◆ **Material supplied**

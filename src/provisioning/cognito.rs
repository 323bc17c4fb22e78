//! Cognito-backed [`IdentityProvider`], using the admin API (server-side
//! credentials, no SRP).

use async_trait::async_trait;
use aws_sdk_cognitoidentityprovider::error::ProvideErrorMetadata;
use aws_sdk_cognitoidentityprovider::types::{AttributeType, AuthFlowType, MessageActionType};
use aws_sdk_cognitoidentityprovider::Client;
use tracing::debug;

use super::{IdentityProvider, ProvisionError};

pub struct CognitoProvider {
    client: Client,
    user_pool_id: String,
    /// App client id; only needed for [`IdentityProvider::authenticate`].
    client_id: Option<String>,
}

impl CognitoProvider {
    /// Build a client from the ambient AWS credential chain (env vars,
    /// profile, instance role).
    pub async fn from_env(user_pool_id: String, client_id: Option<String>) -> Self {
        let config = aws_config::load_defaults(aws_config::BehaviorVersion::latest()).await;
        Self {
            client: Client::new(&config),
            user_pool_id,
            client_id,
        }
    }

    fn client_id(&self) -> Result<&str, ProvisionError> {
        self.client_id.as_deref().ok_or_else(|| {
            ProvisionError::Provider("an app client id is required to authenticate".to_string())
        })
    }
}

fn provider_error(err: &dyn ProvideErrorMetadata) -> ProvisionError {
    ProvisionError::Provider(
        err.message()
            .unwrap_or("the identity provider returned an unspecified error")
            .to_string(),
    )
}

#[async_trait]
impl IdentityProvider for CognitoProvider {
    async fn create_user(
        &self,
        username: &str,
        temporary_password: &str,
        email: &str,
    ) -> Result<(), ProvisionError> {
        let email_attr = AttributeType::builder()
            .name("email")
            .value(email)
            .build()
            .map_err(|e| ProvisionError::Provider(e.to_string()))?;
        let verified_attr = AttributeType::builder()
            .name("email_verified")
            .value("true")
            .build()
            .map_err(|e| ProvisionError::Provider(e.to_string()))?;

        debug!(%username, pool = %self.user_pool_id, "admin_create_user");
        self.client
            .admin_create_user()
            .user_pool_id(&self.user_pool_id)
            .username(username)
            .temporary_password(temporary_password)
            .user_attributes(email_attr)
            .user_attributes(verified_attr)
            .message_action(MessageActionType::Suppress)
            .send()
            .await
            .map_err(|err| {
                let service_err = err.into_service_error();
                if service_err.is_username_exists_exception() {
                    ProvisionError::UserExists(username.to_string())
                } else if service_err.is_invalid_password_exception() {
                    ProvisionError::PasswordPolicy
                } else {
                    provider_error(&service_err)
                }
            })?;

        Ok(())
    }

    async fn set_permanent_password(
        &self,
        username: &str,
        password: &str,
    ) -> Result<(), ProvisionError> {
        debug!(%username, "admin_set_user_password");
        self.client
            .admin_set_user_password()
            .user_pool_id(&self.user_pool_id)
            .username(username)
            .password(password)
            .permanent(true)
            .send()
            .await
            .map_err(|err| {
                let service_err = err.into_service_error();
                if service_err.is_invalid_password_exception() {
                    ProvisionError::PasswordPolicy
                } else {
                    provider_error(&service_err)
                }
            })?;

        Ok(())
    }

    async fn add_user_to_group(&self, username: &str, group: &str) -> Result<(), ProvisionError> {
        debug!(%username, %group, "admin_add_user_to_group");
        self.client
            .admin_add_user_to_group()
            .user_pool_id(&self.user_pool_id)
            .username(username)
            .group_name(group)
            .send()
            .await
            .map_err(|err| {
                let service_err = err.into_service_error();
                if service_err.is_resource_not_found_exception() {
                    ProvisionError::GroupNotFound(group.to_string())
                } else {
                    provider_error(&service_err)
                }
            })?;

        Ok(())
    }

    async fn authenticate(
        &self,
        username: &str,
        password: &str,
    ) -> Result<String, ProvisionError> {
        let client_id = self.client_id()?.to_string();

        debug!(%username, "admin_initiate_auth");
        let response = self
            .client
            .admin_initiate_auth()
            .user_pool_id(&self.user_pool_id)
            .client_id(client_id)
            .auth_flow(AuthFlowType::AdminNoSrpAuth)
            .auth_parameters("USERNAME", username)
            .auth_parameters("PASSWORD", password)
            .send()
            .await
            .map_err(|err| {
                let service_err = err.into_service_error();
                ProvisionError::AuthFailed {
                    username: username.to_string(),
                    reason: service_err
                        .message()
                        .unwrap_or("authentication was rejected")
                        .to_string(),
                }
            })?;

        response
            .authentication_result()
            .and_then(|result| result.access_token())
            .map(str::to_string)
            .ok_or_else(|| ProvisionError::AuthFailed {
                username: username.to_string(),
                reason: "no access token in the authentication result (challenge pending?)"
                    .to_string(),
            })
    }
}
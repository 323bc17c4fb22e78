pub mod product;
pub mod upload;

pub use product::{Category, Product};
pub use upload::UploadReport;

◆ **Activity**
Would you give the listing again, word for word?

◆ **Your response**
filename src/provisioning/cognito.rs
repository 323bc17c4fb22e78
//! Cognito-backed [`IdentityProvider`], using the admin API (server-side
//! credentials, no SRP).

use async_trait::async_trait;
use aws_sdk_cognitoidentityprovider::error::ProvideErrorMetadata;
use aws_sdk_cognitoidentityprovider::types::{AttributeType, AuthFlowType, MessageActionType};
use aws_sdk_cognitoidentityprovider::Client;
use tracing::debug;

use super::{IdentityProvider, ProvisionError};

pub struct CognitoProvider {
    client: Client,
    user_pool_id: String,
    /// App client id; only needed for [`IdentityProvider::authenticate`].
    client_id: Option<String>,
}

impl CognitoProvider {
    /// Build a client from the ambient AWS credential chain (env vars,
    /// profile, instance role).
    pub async fn from_env(user_pool_id: String, client_id: Option<String>) -> Self {
        let config = aws_config::load_defaults(aws_config::BehaviorVersion::latest()).await;
        Self {
            client: Client::new(&config),
            user_pool_id,
            client_id,
        }
    }

    fn client_id(&self) -> Result<&str, ProvisionError> {
        self.client_id.as_deref().ok_or_else(|| {
            ProvisionError::Provider("an app client id is required to authenticate".to_string())
        })
    }
}

fn provider_error(err: &dyn ProvideErrorMetadata) -> ProvisionError {
    ProvisionError::Provider(
        err.message()
            .unwrap_or("the identity provider returned an unspecified error")
            .to_string(),
    )
}

#[async_trait]
impl IdentityProvider for CognitoProvider {
    async fn create_user(
        &self,
        username: &str,
        temporary_password: &str,
        email: &str,
    ) -> Result<(), ProvisionError> {
        let email_attr = AttributeType::builder()
            .name("email")
            .value(email)
            .build()
            .map_err(|e| ProvisionError::Provider(e.to_string()))?;
        let verified_attr = AttributeType::builder()
            .name("email_verified")
            .value("true")
            .build()
            .map_err(|e| ProvisionError::Provider(e.to_string()))?;

        debug!(%username, pool = %self.user_pool_id, "admin_create_user");
        self.client
            .admin_create_user()
            .user_pool_id(&self.user_pool_id)
            .username(username)
            .temporary_password(temporary_password)
            .user_attributes(email_attr)
            .user_attributes(verified_attr)
            .message_action(MessageActionType::Suppress)
            .send()
            .await
            .map_err(|err| {
                let service_err = err.into_service_error();
                if service_err.is_username_exists_exception() {
                    ProvisionError::UserExists(username.to_string())
                } else if service_err.is_invalid_password_exception() {
                    ProvisionError::PasswordPolicy
                } else {
                    provider_error(&service_err)
                }
            })?;

        Ok(())
    }

    async fn set_permanent_password(
        &self,
        username: &str,
        password: &str,
    ) -> Result<(), ProvisionError> {
        debug!(%username, "admin_set_user_password");
        self.client
            .admin_set_user_password()
            .user_pool_id(&self.user_pool_id)
            .username(username)
            .password(password)
            .permanent(true)
            .send()
            .await
            .map_err(|err| {
                let service_err = err.into_service_error();
                if service_err.is_invalid_password_exception() {
                    ProvisionError::PasswordPolicy
                } else {
                    provider_error(&service_err)
                }
            })?;

        Ok(())
    }

    async fn add_user_to_group(&self, username: &str, group: &str) -> Result<(), ProvisionError> {
        debug!(%username, %group, "admin_add_user_to_group");
        self.client
            .admin_add_user_to_group()
            .user_pool_id(&self.user_pool_id)
            .username(username)
            .group_name(group)
            .send()
            .await
            .map_err(|err| {
                let service_err = err.into_service_error();
                if service_err.is_resource_not_found_exception() {
                    ProvisionError::GroupNotFound(group.to_string())
                } else {
                    provider_error(&service_err)
                }
            })?;

        Ok(())
    }

    async fn authenticate(
        &self,
        username: &str,
        password: &str,
    ) -> Result<String, ProvisionError> {
        let client_id = self.client_id()?.to_string();

        debug!(%username, "admin_initiate_auth");
        let response = self
            .client
            .admin_initiate_auth()
            .user_pool_id(&self.user_pool_id)
            .client_id(client_id)
            .auth_flow(AuthFlowType::AdminNoSrpAuth)
            .auth_parameters("USERNAME", username)
            .auth_parameters("PASSWORD", password)
            .send()
            .await
            .map_err(|err| {
                let service_err = err.into_service_error();
                ProvisionError::AuthFailed {
                    username: username.to_string(),
                    reason: service_err
                        .message()
                        .unwrap_or("authentication was rejected")
                        .to_string(),
                }
            })?;

        response
            .authentication_result()
            .and_then(|result| result.access_token())
            .map(str::to_string)
            .ok_or_else(|| ProvisionError::AuthFailed {
                username: username.to_string(),
                reason: "no access token in the authentication result (challenge pending?)"
                    .to_string(),
            })
    }
}
repository 323bc17c4fb22e78
pub mod product;
pub mod upload;

pub use product::{Category, Product};
pub use upload::UploadReport;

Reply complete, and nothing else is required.